**Your objective**:
In the entries below, find the lines that include "MemoryStore" and give their number as the whole reply.

Items listed in a dataset:
//! In-process record store.
//!
//! Keeps rows in vectors behind a `parking_lot::Mutex`. Used by tests across
//! the workspace and for running the service without a database. Failure
//! switches let tests simulate a broken backend.

use std::sync::atomic::{AtomicBool, Ordering};

use chrono::Utc;
use parking_lot::Mutex;
use sigrelay_core::{BoxFuture, Message, NewMessage, NewTradeSignal, PageRequest, TradeSignal};

use crate::error::{StoreError, StoreResult};
use crate::store::RecordStore;

#[derive(Default)]
struct Tables {
    messages: Vec<Message>,
    signals: Vec<TradeSignal>,
    next_message_id: i64,
    next_signal_id: i64,
}

/// Record store held entirely in memory.
#[derive(Default)]
pub struct MemoryStore {
    tables: Mutex<Tables>,
    fail_message_writes: AtomicBool,
    /// Message inserts left before writes start failing.
    message_write_budget: Mutex<Option<u32>>,
    fail_signal_writes: AtomicBool,
    fail_reads: AtomicBool,
    schema_missing: AtomicBool,
    closed: AtomicBool,
}

impl MemoryStore {
    pub fn new() -> Self {
        Self::default()
    }

    /// Make every subsequent message insert fail.
    pub fn set_fail_message_writes(&self, fail: bool) {
        self.fail_message_writes.store(fail, Ordering::SeqCst);
    }

    /// Allow `count` more message inserts, then fail every one after.
    pub fn fail_message_writes_after(&self, count: u32) {
        *self.message_write_budget.lock() = Some(count);
    }

    /// Make every subsequent trade signal insert fail.
    pub fn set_fail_signal_writes(&self, fail: bool) {
        self.fail_signal_writes.store(fail, Ordering::SeqCst);
    }

    /// Make every subsequent listing fail.
    pub fn set_fail_reads(&self, fail: bool) {
        self.fail_reads.store(fail, Ordering::SeqCst);
    }

    /// Make `verify_schema` report a missing table.
    pub fn set_schema_missing(&self, missing: bool) {
        self.schema_missing.store(missing, Ordering::SeqCst);
    }

    pub fn is_closed(&self) -> bool {
        self.closed.load(Ordering::SeqCst)
    }

    /// All stored messages in insertion order.
    pub fn messages(&self) -> Vec<Message> {
        self.tables.lock().messages.clone()
    }

    /// All stored signals in insertion order.
    pub fn signals(&self) -> Vec<TradeSignal> {
        self.tables.lock().signals.clone()
    }

    fn check(&self, failing: &AtomicBool, what: &str) -> StoreResult<()> {
        if self.is_closed() {
            return Err(StoreError::Unavailable("store closed".to_string()));
        }
        if failing.load(Ordering::SeqCst) {
            return Err(StoreError::Unavailable(format!("{what} failed")));
        }
        Ok(())
    }

    fn check_message_write(&self) -> StoreResult<()> {
        self.check(&self.fail_message_writes, "message insert")?;
        let mut budget = self.message_write_budget.lock();
        match budget.as_mut() {
            Some(0) => Err(StoreError::Unavailable("message insert failed".to_string())),
            Some(left) => {
                *left -= 1;
                Ok(())
            }
            None => Ok(()),
        }
    }

    fn insert_message(&self, message: NewMessage) -> StoreResult<Message> {
        self.insert_messages(vec![message])?
            .pop()
            .ok_or_else(|| StoreError::Unavailable("message insert returned no row".to_string()))
    }

    /// Stage every row first so a failure leaves the table untouched.
    fn insert_messages(&self, messages: Vec<NewMessage>) -> StoreResult<Vec<Message>> {
        let mut tables = self.tables.lock();
        let mut next_id = tables.next_message_id;
        let mut staged = Vec::with_capacity(messages.len());

        for message in messages {
            self.check_message_write()?;
            next_id += 1;
            staged.push(Message {
                id: next_id,
                text: message.text().to_string(),
                user_id: message.user_id().map(str::to_string),
                chat_id: message.chat_id().map(str::to_string),
                created_at: Utc::now(),
            });
        }

        tables.next_message_id = next_id;
        tables.messages.extend(staged.iter().cloned());
        Ok(staged)
    }

    fn insert_signal(&self, signal: NewTradeSignal) -> StoreResult<TradeSignal> {
        self.check(&self.fail_signal_writes, "trade signal insert")?;
        let mut tables = self.tables.lock();
        tables.next_signal_id += 1;
        let stored = TradeSignal {
            id: tables.next_signal_id,
            symbol: signal.symbol().to_string(),
            signal_type: signal.signal_type(),
            entry: signal.entry(),
            sl: signal.sl(),
            tp: signal.tp(),
            text: signal.text().to_string(),
            created_at: Utc::now(),
        };
        tables.signals.push(stored.clone());
        Ok(stored)
    }

    fn newest_messages(&self) -> StoreResult<Vec<Message>> {
        self.check(&self.fail_reads, "message read")?;
        let mut messages = self.tables.lock().messages.clone();
        messages.sort_by(|a, b| (b.created_at, b.id).cmp(&(a.created_at, a.id)));
        Ok(messages)
    }

    fn newest_signals(&self, limit: u32) -> StoreResult<Vec<TradeSignal>> {
        self.check(&self.fail_reads, "trade signal read")?;
        let mut signals = self.tables.lock().signals.clone();
        signals.sort_by(|a, b| (b.created_at, b.id).cmp(&(a.created_at, a.id)));
        signals.truncate(limit as usize);
        Ok(signals)
    }
}

impl RecordStore for MemoryStore {
    fn create_message(&self, message: NewMessage) -> BoxFuture<'_, StoreResult<Message>> {
        Box::pin(async move { self.insert_message(message) })
    }

    fn create_messages(
        &self,
        messages: Vec<NewMessage>,
    ) -> BoxFuture<'_, StoreResult<Vec<Message>>> {
        Box::pin(async move { self.insert_messages(messages) })
    }

    fn create_trade_signal(
        &self,
        signal: NewTradeSignal,
    ) -> BoxFuture<'_, StoreResult<TradeSignal>> {
        Box::pin(async move { self.insert_signal(signal) })
    }

    fn list_messages(&self, page: PageRequest) -> BoxFuture<'_, StoreResult<(Vec<Message>, u64)>> {
        Box::pin(async move {
            let all = self.newest_messages()?;
            let total = all.len() as u64;
            let offset = usize::try_from(page.offset()).unwrap_or(usize::MAX);
            let rows = all
                .into_iter()
                .skip(offset)
                .take(page.limit() as usize)
                .collect();
            Ok((rows, total))
        })
    }

    fn list_message_texts(&self, limit: u32) -> BoxFuture<'_, StoreResult<Vec<String>>> {
        Box::pin(async move {
            Ok(self
                .newest_messages()?
                .into_iter()
                .take(limit as usize)
                .map(|m| m.text)
                .collect())
        })
    }

    fn list_trade_signals(&self, limit: u32) -> BoxFuture<'_, StoreResult<Vec<TradeSignal>>> {
        Box::pin(async move { self.newest_signals(limit) })
    }

    fn verify_schema(&self) -> BoxFuture<'_, StoreResult<()>> {
        Box::pin(async move {
            if self.schema_missing.load(Ordering::SeqCst) {
                return Err(StoreError::SchemaMissing {
                    table: "Message".to_string(),
                    reason: "relation does not exist".to_string(),
                });
            }
            self.check(&self.fail_reads, "schema probe")
        })
    }

    fn close(&self) -> BoxFuture<'_, ()> {
        Box::pin(async move {
            self.closed.store(true, Ordering::SeqCst);
        })
    }
}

**Solution to this problem**:
3